Wall Street drifted through an uncertain session on Friday, ending the day mixed amid ongoing concerns about Federal Reserve policy. The Dow and S&P 500 finished the day in the green, halting a recent slide. The Nasdaq recorded its third consecutive day of declines and its fifth retreat in the past six sessions.
The S&P 500 spent time on both sides of the unchanged line but eventually finished with a gain of 8.96 points, ending the session at 4,090.46. The Dow also closed in the green, rising 169.39 points to conclude trading at 33,869.27. The Nasdaq slipped 71.46 points to 11,718.12.
Eight of the 11 S&P sector finished higher. Energy represented the best performer, climbing more than 3% amid a rise in oil prices. There was also a 2% climb in Utilities. Consumer Discretionary, Communication Services and Info Tech all finished lower.
“Today was a day when the market simply took money from you all day long if you picked a direction,” Alex King of Cestrian Capital Research told Seeking Alpha. “Stuff has just run up a little too much in recent days.”
King added: “We think the market is taking a breather ahead of next week’s CPI print, the reaction to which will be the real tell. We remain bullish for 2023.”

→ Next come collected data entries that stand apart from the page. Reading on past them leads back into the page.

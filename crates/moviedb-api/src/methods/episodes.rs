//! `tv/{id}/season/{n}/episode/{m}` endpoints.

use super::{Session, rating_body, validate_rating};
use crate::client::TmdbClient;
use crate::envelope::ResultList;
use crate::error::Result;
use crate::model::{AccountState, Episode, ExternalIds, Images, MediaCredits, StatusCode, Video};
use crate::params::{Param, QueryParams};
use crate::transport::HttpTransport;
use crate::url::{ApiUrl, Method, SubMethod};

fn episode(series_id: u64, season_number: u32, episode_number: u32) -> ApiUrl {
    ApiUrl::new(Method::Tv)
        .id(series_id)
        .season(season_number)
        .episode(episode_number)
}

impl<T: HttpTransport> TmdbClient<T> {
    /// Fetches one episode.
    ///
    /// # Errors
    ///
    /// Returns an error if the request fails or the episode does not exist.
    pub async fn episode_info(
        &self,
        series_id: u64,
        season_number: u32,
        episode_number: u32,
        language: Option<&str>,
        append: &[&str],
    ) -> Result<Episode> {
        let params = QueryParams::new()
            .with_opt(Param::Language, language)
            .with(Param::AppendToResponse, append);
        self.get_resource(episode(series_id, season_number, episode_number), params)
            .await
    }

    /// Rating state of an episode for `session`.
    ///
    /// # Errors
    ///
    /// Returns an error if the session is blank or the request fails.
    pub async fn episode_account_state(
        &self,
        series_id: u64,
        season_number: u32,
        episode_number: u32,
        session: &Session,
    ) -> Result<AccountState> {
        self.get_object(
            episode(series_id, season_number, episode_number).sub(SubMethod::AccountStates),
            session.params()?,
        )
        .await
    }

    /// Cast, crew and guest stars of an episode.
    ///
    /// # Errors
    ///
    /// Returns an error if the request fails.
    pub async fn episode_credits(
        &self,
        series_id: u64,
        season_number: u32,
        episode_number: u32,
    ) -> Result<MediaCredits> {
        self.get_object(
            episode(series_id, season_number, episode_number).sub(SubMethod::Credits),
            QueryParams::new(),
        )
        .await
    }

    /// External ids of an episode.
    ///
    /// # Errors
    ///
    /// Returns an error if the request fails.
    pub async fn episode_external_ids(
        &self,
        series_id: u64,
        season_number: u32,
        episode_number: u32,
    ) -> Result<ExternalIds> {
        self.get_object(
            episode(series_id, season_number, episode_number).sub(SubMethod::ExternalIds),
            QueryParams::new(),
        )
        .await
    }

    /// Stills of an episode.
    ///
    /// # Errors
    ///
    /// Returns an error if the request fails.
    pub async fn episode_images(
        &self,
        series_id: u64,
        season_number: u32,
        episode_number: u32,
    ) -> Result<Images> {
        self.get_object(
            episode(series_id, season_number, episode_number).sub(SubMethod::Images),
            QueryParams::new(),
        )
        .await
    }

    /// Videos of an episode.
    ///
    /// # Errors
    ///
    /// Returns an error if the request fails.
    pub async fn episode_videos(
        &self,
        series_id: u64,
        season_number: u32,
        episode_number: u32,
        language: Option<&str>,
    ) -> Result<ResultList<Video>> {
        let params = QueryParams::new().with_opt(Param::Language, language);
        self.get_list(
            episode(series_id, season_number, episode_number).sub(SubMethod::Videos),
            params,
        )
        .await
    }

    /// Rates an episode; `value` must be within `[0, 10]`.
    ///
    /// # Errors
    ///
    /// Returns a validation error without sending anything when `value` is out
    /// of range or the session is blank, or an error if the request fails.
    pub async fn rate_episode(
        &self,
        series_id: u64,
        season_number: u32,
        episode_number: u32,
        value: f64,
        session: &Session,
    ) -> Result<StatusCode> {
        validate_rating(value)?;
        self.post_object(
            episode(series_id, season_number, episode_number).sub(SubMethod::Rating),
            session.params()?,
            &rating_body(value),
        )
        .await
    }

    /// Removes the session's rating of an episode.
    ///
    /// # Errors
    ///
    /// Returns an error if the session is blank or the request fails.
    pub async fn delete_episode_rating(
        &self,
        series_id: u64,
        season_number: u32,
        episode_number: u32,
        session: &Session,
    ) -> Result<StatusCode> {
        self.delete_object(
            episode(series_id, season_number, episode_number).sub(SubMethod::Rating),
            session.params()?,
        )
        .await
    }
}
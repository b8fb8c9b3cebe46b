//! Per-client memo of the API configuration.

use std::future::Future;
use std::sync::Arc;

use tokio::sync::Mutex;

use crate::error::Result;
use crate::model::Configuration;

/// Read-through slot holding the configuration once it has been fetched.
///
/// The lock is held across the fetch, so concurrent first callers wait for
/// the single in-flight request instead of issuing their own. A failed fetch
/// leaves the slot empty.
#[derive(Debug, Default)]
pub struct ConfigurationCache {
    slot: Mutex<Option<Arc<Configuration>>>,
}

impl ConfigurationCache {
    /// Creates an empty cache.
    #[must_use]
    pub fn new() -> Self {
        Self::default()
    }

    /// Returns the cached configuration, calling `fetch` only when the slot is empty.
    ///
    /// # Errors
    ///
    /// Returns the error of `fetch` unchanged.
    pub async fn get_or_fetch<F, Fut>(&self, fetch: F) -> Result<Arc<Configuration>>
    where
        F: FnOnce() -> Fut,
        Fut: Future<Output = Result<Configuration>>,
    {
        let mut slot = self.slot.lock().await;
        if let Some(ref cached) = *slot {
            tracing::trace!("configuration cache hit");
            return Ok(Arc::clone(cached));
        }

        let fetched = Arc::new(fetch().await?);
        tracing::info!(
            change_keys = fetched.change_keys.len(),
            "TMDB configuration cached"
        );
        *slot = Some(Arc::clone(&fetched));
        Ok(fetched)
    }

    /// Returns the cached configuration without fetching.
    pub async fn get(&self) -> Option<Arc<Configuration>> {
        self.slot.lock().await.clone()
    }
}
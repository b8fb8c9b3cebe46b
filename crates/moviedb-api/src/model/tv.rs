//! TV series, season and episode records.

use serde::{Deserialize, Serialize};

use super::artwork::Images;
use super::common::{Company, ExternalIds, Genre, Network, Results, Video};
use super::credits::{Cast, Crew, MediaCredits};

/// Series as it appears in search, discover and list results.
#[derive(Debug, Clone, Default, PartialEq, Serialize, Deserialize)]
#[serde(default)]
pub struct TvBasic {
    /// TMDB series ID.
    pub id: u64,
    /// Localized name.
    pub name: String,
    /// Original name.
    pub original_name: String,
    /// Original language (ISO 639-1).
    pub original_language: String,
    /// Origin countries (ISO 3166-1).
    pub origin_country: Vec<String>,
    /// First air date (YYYY-MM-DD or null).
    pub first_air_date: Option<String>,
    /// Overview text.
    pub overview: Option<String>,
    /// Popularity score.
    pub popularity: f64,
    /// Vote average.
    pub vote_average: f64,
    /// Vote count.
    pub vote_count: u32,
    /// Genre IDs.
    pub genre_ids: Vec<u32>,
    /// Adult flag.
    pub adult: bool,
    /// Poster image path.
    pub poster_path: Option<String>,
    /// Backdrop image path.
    pub backdrop_path: Option<String>,
    /// The user's rating (rated lists only).
    #[serde(skip_serializing_if = "Option::is_none")]
    pub rating: Option<f64>,
}

/// Creator of a series.
#[derive(Debug, Clone, Default, PartialEq, Eq, Serialize, Deserialize)]
#[serde(default)]
pub struct Creator {
    /// Person ID.
    pub id: u64,
    /// Credit ID.
    pub credit_id: String,
    /// Name.
    pub name: String,
    /// Gender.
    pub gender: u8,
    /// Profile image path.
    pub profile_path: Option<String>,
}

/// Season summary within TV details.
#[derive(Debug, Clone, Default, PartialEq, Serialize, Deserialize)]
#[serde(default)]
pub struct SeasonSummary {
    /// TMDB season ID.
    pub id: u64,
    /// Season number (0 = specials).
    pub season_number: u32,
    /// Number of episodes in this season.
    pub episode_count: u32,
    /// Air date of this season.
    pub air_date: Option<String>,
    /// Season name.
    pub name: String,
    /// Season overview.
    pub overview: Option<String>,
    /// Poster image path.
    pub poster_path: Option<String>,
    /// Vote average.
    pub vote_average: f64,
}

/// Response from `tv/{series_id}`.
#[derive(Debug, Clone, Default, PartialEq, Serialize, Deserialize)]
#[serde(default)]
pub struct TvInfo {
    /// TMDB series ID.
    pub id: u64,
    /// Localized name.
    pub name: String,
    /// Original name.
    pub original_name: String,
    /// Original language (ISO 639-1).
    pub original_language: String,
    /// Origin countries (ISO 3166-1).
    pub origin_country: Vec<String>,
    /// Spoken languages (ISO 639-1).
    pub languages: Vec<String>,
    /// First air date.
    pub first_air_date: Option<String>,
    /// Last air date.
    pub last_air_date: Option<String>,
    /// Total number of episodes.
    pub number_of_episodes: u32,
    /// Total number of seasons.
    pub number_of_seasons: u32,
    /// Typical episode runtimes in minutes.
    pub episode_run_time: Vec<u32>,
    /// Season summaries.
    pub seasons: Vec<SeasonSummary>,
    /// Status (e.g., "Returning Series", "Ended").
    pub status: Option<String>,
    /// Series type (e.g., "Scripted").
    #[serde(rename = "type")]
    pub series_type: Option<String>,
    /// Overview text.
    pub overview: Option<String>,
    /// Tagline.
    pub tagline: Option<String>,
    /// Homepage URL.
    pub homepage: Option<String>,
    /// Popularity score.
    pub popularity: f64,
    /// Vote average.
    pub vote_average: f64,
    /// Vote count.
    pub vote_count: u32,
    /// Genres.
    pub genres: Vec<Genre>,
    /// Creators.
    pub created_by: Vec<Creator>,
    /// Networks.
    pub networks: Vec<Network>,
    /// Production companies.
    pub production_companies: Vec<Company>,
    /// Whether the show is still in production.
    pub in_production: bool,
    /// Last aired episode.
    pub last_episode_to_air: Option<Episode>,
    /// Next scheduled episode.
    pub next_episode_to_air: Option<Episode>,
    /// Poster image path.
    pub poster_path: Option<String>,
    /// Backdrop image path.
    pub backdrop_path: Option<String>,
    /// Appended credits.
    #[serde(skip_serializing_if = "Option::is_none")]
    pub credits: Option<MediaCredits>,
    /// Appended images.
    #[serde(skip_serializing_if = "Option::is_none")]
    pub images: Option<Images>,
    /// Appended videos.
    #[serde(skip_serializing_if = "Option::is_none")]
    pub videos: Option<Results<Video>>,
    /// Appended external ids.
    #[serde(skip_serializing_if = "Option::is_none")]
    pub external_ids: Option<ExternalIds>,
}

/// Response from `tv/{series_id}/season/{season_number}`.
#[derive(Debug, Clone, Default, PartialEq, Serialize, Deserialize)]
#[serde(default)]
pub struct Season {
    /// Internal `MongoDB` ID.
    #[serde(rename = "_id", skip_serializing_if = "Option::is_none")]
    pub internal_id: Option<String>,
    /// TMDB season ID.
    pub id: u64,
    /// Season number.
    pub season_number: u32,
    /// Season name.
    pub name: Option<String>,
    /// Season overview.
    pub overview: Option<String>,
    /// Air date.
    pub air_date: Option<String>,
    /// Poster image path.
    pub poster_path: Option<String>,
    /// Parent show ID (find results only).
    #[serde(skip_serializing_if = "Option::is_none")]
    pub show_id: Option<u64>,
    /// Episodes in this season.
    pub episodes: Vec<Episode>,
    /// Vote average.
    pub vote_average: f64,
    /// Appended credits.
    #[serde(skip_serializing_if = "Option::is_none")]
    pub credits: Option<MediaCredits>,
    /// Appended external ids.
    #[serde(skip_serializing_if = "Option::is_none")]
    pub external_ids: Option<ExternalIds>,
}

/// A single episode, standalone or within a season.
#[derive(Debug, Clone, Default, PartialEq, Serialize, Deserialize)]
#[serde(default)]
pub struct Episode {
    /// TMDB episode ID.
    pub id: u64,
    /// Episode number within the season.
    pub episode_number: u32,
    /// Episode name.
    pub name: String,
    /// Episode overview.
    pub overview: Option<String>,
    /// Air date.
    pub air_date: Option<String>,
    /// Season number.
    pub season_number: u32,
    /// Parent show ID.
    pub show_id: u64,
    /// Runtime in minutes.
    pub runtime: Option<u32>,
    /// Vote average.
    pub vote_average: f64,
    /// Vote count.
    pub vote_count: u32,
    /// Production code.
    pub production_code: Option<String>,
    /// Still image path.
    pub still_path: Option<String>,
    /// Episode type (e.g., "standard", "finale").
    pub episode_type: Option<String>,
    /// Crew of the episode.
    pub crew: Vec<Crew>,
    /// Guest stars of the episode.
    pub guest_stars: Vec<Cast>,
    /// The user's rating (rated episode lists only).
    #[serde(skip_serializing_if = "Option::is_none")]
    pub rating: Option<f64>,
}
//! `find/{external_id}` lookup.

use std::fmt;

use crate::client::TmdbClient;
use crate::error::{MovieDbError, Result};
use crate::model::FindResults;
use crate::params::{Param, QueryParams};
use crate::transport::HttpTransport;
use crate::url::{ApiUrl, Method};

/// Database an external ID belongs to.
#[derive(Debug, Clone, Copy, PartialEq, Eq, Hash)]
pub enum ExternalSource {
    /// IMDb (`tt…` / `nm…`).
    ImdbId,
    /// Freebase MID.
    FreebaseMid,
    /// Freebase ID.
    FreebaseId,
    /// TheTVDB.
    TvdbId,
    /// TVRage.
    TvrageId,
    /// Wikidata.
    WikidataId,
    /// Facebook.
    FacebookId,
    /// Instagram.
    InstagramId,
    /// Twitter.
    TwitterId,
}

impl ExternalSource {
    /// Wire value of the source.
    #[must_use]
    pub const fn as_str(self) -> &'static str {
        match self {
            Self::ImdbId => "imdb_id",
            Self::FreebaseMid => "freebase_mid",
            Self::FreebaseId => "freebase_id",
            Self::TvdbId => "tvdb_id",
            Self::TvrageId => "tvrage_id",
            Self::WikidataId => "wikidata_id",
            Self::FacebookId => "facebook_id",
            Self::InstagramId => "instagram_id",
            Self::TwitterId => "twitter_id",
        }
    }
}

impl fmt::Display for ExternalSource {
    fn fmt(&self, f: &mut fmt::Formatter<'_>) -> fmt::Result {
        f.write_str(self.as_str())
    }
}

impl<T: HttpTransport> TmdbClient<T> {
    /// Finds movies, series, seasons, episodes and people by an external ID.
    ///
    /// # Errors
    ///
    /// Returns [`MovieDbError::Validation`] without any request when
    /// `external_id` is blank, or an error if the request fails.
    pub async fn find(
        &self,
        external_id: &str,
        source: ExternalSource,
        language: Option<&str>,
    ) -> Result<FindResults> {
        let external_id = external_id.trim();
        if external_id.is_empty() {
            return Err(MovieDbError::validation("external id must not be blank"));
        }
        let params = QueryParams::new()
            .with(Param::ExternalSource, source.as_str())
            .with_opt(Param::Language, language);
        self.get_object(ApiUrl::new(Method::Find).id(external_id), params)
            .await
    }
}

#[cfg(test)]
mod tests {
    #![allow(clippy::unwrap_used)]

    use super::*;
    use crate::error::ErrorKind;
    use crate::testing::MockTransport;

    #[tokio::test]
    async fn test_find_by_imdb_id() {
        // Arrange
        let body = r#"{"movie_results":[{"id":603,"title":"The Matrix"}],"person_results":[],"tv_results":[],"tv_episode_results":[],"tv_season_results":[]}"#;
        let client = TmdbClient::new("KEY", MockTransport::with_body(body)).unwrap();

        // Act
        let found = client
            .find("tt0133093", ExternalSource::ImdbId, None)
            .await
            .unwrap();

        // Assert
        assert!(!found.is_empty());
        assert_eq!(found.movie_results.first().unwrap().id, 603);
        assert_eq!(
            client.transport().last_request().unwrap().url.as_str(),
            "https://api.themoviedb.org/3/find/tt0133093?api_key=KEY&external_source=imdb_id"
        );
    }

    #[tokio::test]
    async fn test_find_nothing() {
        // Arrange
        let client = TmdbClient::new("KEY", MockTransport::with_body("{}")).unwrap();

        // Act
        let found = client
            .find("81189", ExternalSource::TvdbId, Some("en"))
            .await
            .unwrap();

        // Assert
        assert!(found.is_empty());
    }

    #[tokio::test]
    async fn test_find_blank_id_sends_nothing() {
        // Arrange
        let client = TmdbClient::new("KEY", MockTransport::default()).unwrap();

        // Act
        let err = client
            .find(" ", ExternalSource::ImdbId, None)
            .await
            .unwrap_err();

        // Assert
        assert_eq!(err.kind(), ErrorKind::Validation);
        assert!(client.transport().requests().is_empty());
    }
}
//! `keyword/*` endpoints.

use super::language_page;
use crate::client::TmdbClient;
use crate::envelope::ResultList;
use crate::error::Result;
use crate::model::{Keyword, MovieBasic};
use crate::params::{Param, QueryParams};
use crate::transport::HttpTransport;
use crate::url::{ApiUrl, Method, SubMethod};

impl<T: HttpTransport> TmdbClient<T> {
    /// Keyword name by ID.
    ///
    /// # Errors
    ///
    /// Returns an error if the request fails or the keyword does not exist.
    pub async fn keyword(&self, keyword_id: u64) -> Result<Keyword> {
        self.get_resource(ApiUrl::new(Method::Keyword).id(keyword_id), QueryParams::new())
            .await
    }

    /// Movies tagged with a keyword.
    ///
    /// # Errors
    ///
    /// Returns an error if the request fails.
    pub async fn keyword_movies(
        &self,
        keyword_id: u64,
        language: Option<&str>,
        page: Option<u32>,
        include_adult: Option<bool>,
    ) -> Result<ResultList<MovieBasic>> {
        let params = language_page(language, page).with_opt(Param::IncludeAdult, include_adult);
        self.get_list(
            ApiUrl::new(Method::Keyword)
                .id(keyword_id)
                .sub(SubMethod::Movies),
            params,
        )
        .await
    }
}

#[cfg(test)]
mod tests {
    #![allow(clippy::unwrap_used)]

    use super::*;
    use crate::error::ErrorKind;
    use crate::testing::MockTransport;

    #[tokio::test]
    async fn test_keyword() {
        // Arrange
        let client = TmdbClient::new(
            "KEY",
            MockTransport::with_body(r#"{"id":310,"name":"artificial intelligence"}"#),
        )
        .unwrap();

        // Act
        let keyword = client.keyword(310).await.unwrap();

        // Assert
        assert_eq!(keyword.name, "artificial intelligence");
    }

    #[tokio::test]
    async fn test_unknown_keyword_is_not_found() {
        // Arrange
        let client = TmdbClient::new("KEY", MockTransport::with_body("")).unwrap();

        // Act
        let err = client.keyword(0).await.unwrap_err();

        // Assert
        assert_eq!(err.kind(), ErrorKind::NotFound);
    }

    #[tokio::test]
    async fn test_keyword_movies_url() {
        // Arrange
        let client = TmdbClient::new(
            "KEY",
            MockTransport::with_body(r#"{"id":310,"page":1,"results":[{"id":603}],"total_pages":1,"total_results":1}"#),
        )
        .unwrap();

        // Act
        let movies = client
            .keyword_movies(310, Some("en"), None, Some(false))
            .await
            .unwrap();

        // Assert
        assert_eq!(movies.len(), 1);
        assert_eq!(
            client.transport().last_request().unwrap().url.as_str(),
            "https://api.themoviedb.org/3/keyword/310/movies?api_key=KEY&language=en&include_adult=false"
        );
    }
}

The past week was dominated by concerns about the Fed. A series of central bank officials declared their willingness to push interest rates further higher in order to tamp down inflation pressures, raising fears that policymakers will stay hawkish longer than previously expected.
The market is currently pricing in a nearly 91% chance that the Federal Reserve will raise its key rate by 25 basis points at its March meeting. This is down from more than 97% a week ago, with the odds of a 50-basis-point move shifting to 9%. Meanwhile, the idea that the Fed would halt its rate hikes in March has effectively been taken off the table, according to market trading patterns.